Work request:
Look at each line of the listing. Copy those that hold the string "return".

Recorded data:
________________
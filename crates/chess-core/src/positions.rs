//! Turn a PGN game record into the ordered board snapshots an engine evaluates.

use shakmaty::fen::Fen;
use shakmaty::san::San;
use shakmaty::{CastlingMode, Chess, Color, EnPassantMode, Position};
use thiserror::Error;

use crate::pgn;

#[derive(Error, Debug, Clone, PartialEq, Eq)]
pub enum SequenceError {
    #[error("no moves found in game record")]
    NoMoves,

    #[error("invalid start position '{fen}': {reason}")]
    InvalidStartPosition { fen: String, reason: String },

    #[error("invalid SAN '{san}' at ply {ply}")]
    InvalidSan { ply: usize, san: String },

    #[error("illegal move '{san}' at ply {ply}")]
    IllegalMove { ply: usize, san: String },
}

/// Board state before a given ply. Ply 0 is the start position.
#[derive(Debug, Clone, PartialEq, Eq)]
pub struct PositionSnapshot {
    pub ply: u32,
    pub side_to_move: Color,
    pub fen: String,
    pub fullmove: u32,
}

impl PositionSnapshot {
    fn capture(pos: &Chess, ply: u32) -> Self {
        Self {
            ply,
            side_to_move: pos.turn(),
            fen: Fen::from_position(pos, EnPassantMode::Legal).to_string(),
            fullmove: pos.fullmoves().get(),
        }
    }

    /// FEN without move counters: placement, side, castling, en passant.
    pub fn normalized_fen(&self) -> String {
        self.fen.split_whitespace().take(4).collect::<Vec<_>>().join(" ")
    }
}

/// One half-move as played.
#[derive(Debug, Clone, PartialEq, Eq)]
pub struct PlayedMove {
    pub uci: String,
    pub san: String,
}

/// A sequenced game: `snapshots.len() == moves.len() + 1`, and `moves[i]`
/// leads from `snapshots[i]` to `snapshots[i + 1]`.
#[derive(Debug, Clone)]
pub struct GameLine {
    pub snapshots: Vec<PositionSnapshot>,
    pub moves: Vec<PlayedMove>,
}

/// Sequence a PGN game record. Honors a `[FEN "..."]` start position; every
/// movetext token must be legal SAN in order.
pub fn sequence_pgn(pgn_text: &str) -> Result<GameLine, SequenceError> {
    let mut pos = start_position(pgn_text)?;
    let tokens = pgn::san_tokens(pgn_text);
    if tokens.is_empty() {
        return Err(SequenceError::NoMoves);
    }

    let mut snapshots = Vec::with_capacity(tokens.len() + 1);
    let mut moves = Vec::with_capacity(tokens.len());
    snapshots.push(PositionSnapshot::capture(&pos, 0));

    for (ply, token) in tokens.iter().enumerate() {
        let san: San = token.parse().map_err(|_| SequenceError::InvalidSan {
            ply: ply + 1,
            san: token.clone(),
        })?;
        let mv = san.to_move(&pos).map_err(|_| SequenceError::IllegalMove {
            ply: ply + 1,
            san: token.clone(),
        })?;

        moves.push(PlayedMove {
            uci: mv.to_uci(CastlingMode::Standard).to_string(),
            san: San::from_move(&pos, mv).to_string(),
        });
        pos.play_unchecked(mv);
        snapshots.push(PositionSnapshot::capture(&pos, (ply + 1) as u32));
    }

    Ok(GameLine { snapshots, moves })
}

fn start_position(pgn_text: &str) -> Result<Chess, SequenceError> {
    let Some(fen_text) = pgn::extract_header(pgn_text, "FEN") else {
        return Ok(Chess::default());
    };

    let invalid = |reason: String| SequenceError::InvalidStartPosition {
        fen: fen_text.clone(),
        reason,
    };
    let fen: Fen = fen_text.parse().map_err(|e| invalid(format!("{e}")))?;
    fen.into_position::<Chess>(CastlingMode::Standard)
        .map_err(|e| invalid(format!("{e}")))
}

/// Persisted side-to-move token: `w` for White, `b` for Black.
pub fn side_token(color: Color) -> &'static str {
    match color {
        Color::White => "w",
        Color::Black => "b",
    }
}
________________
Answer section:
        return Err(SequenceError::NoMoves);
        return Ok(Chess::default());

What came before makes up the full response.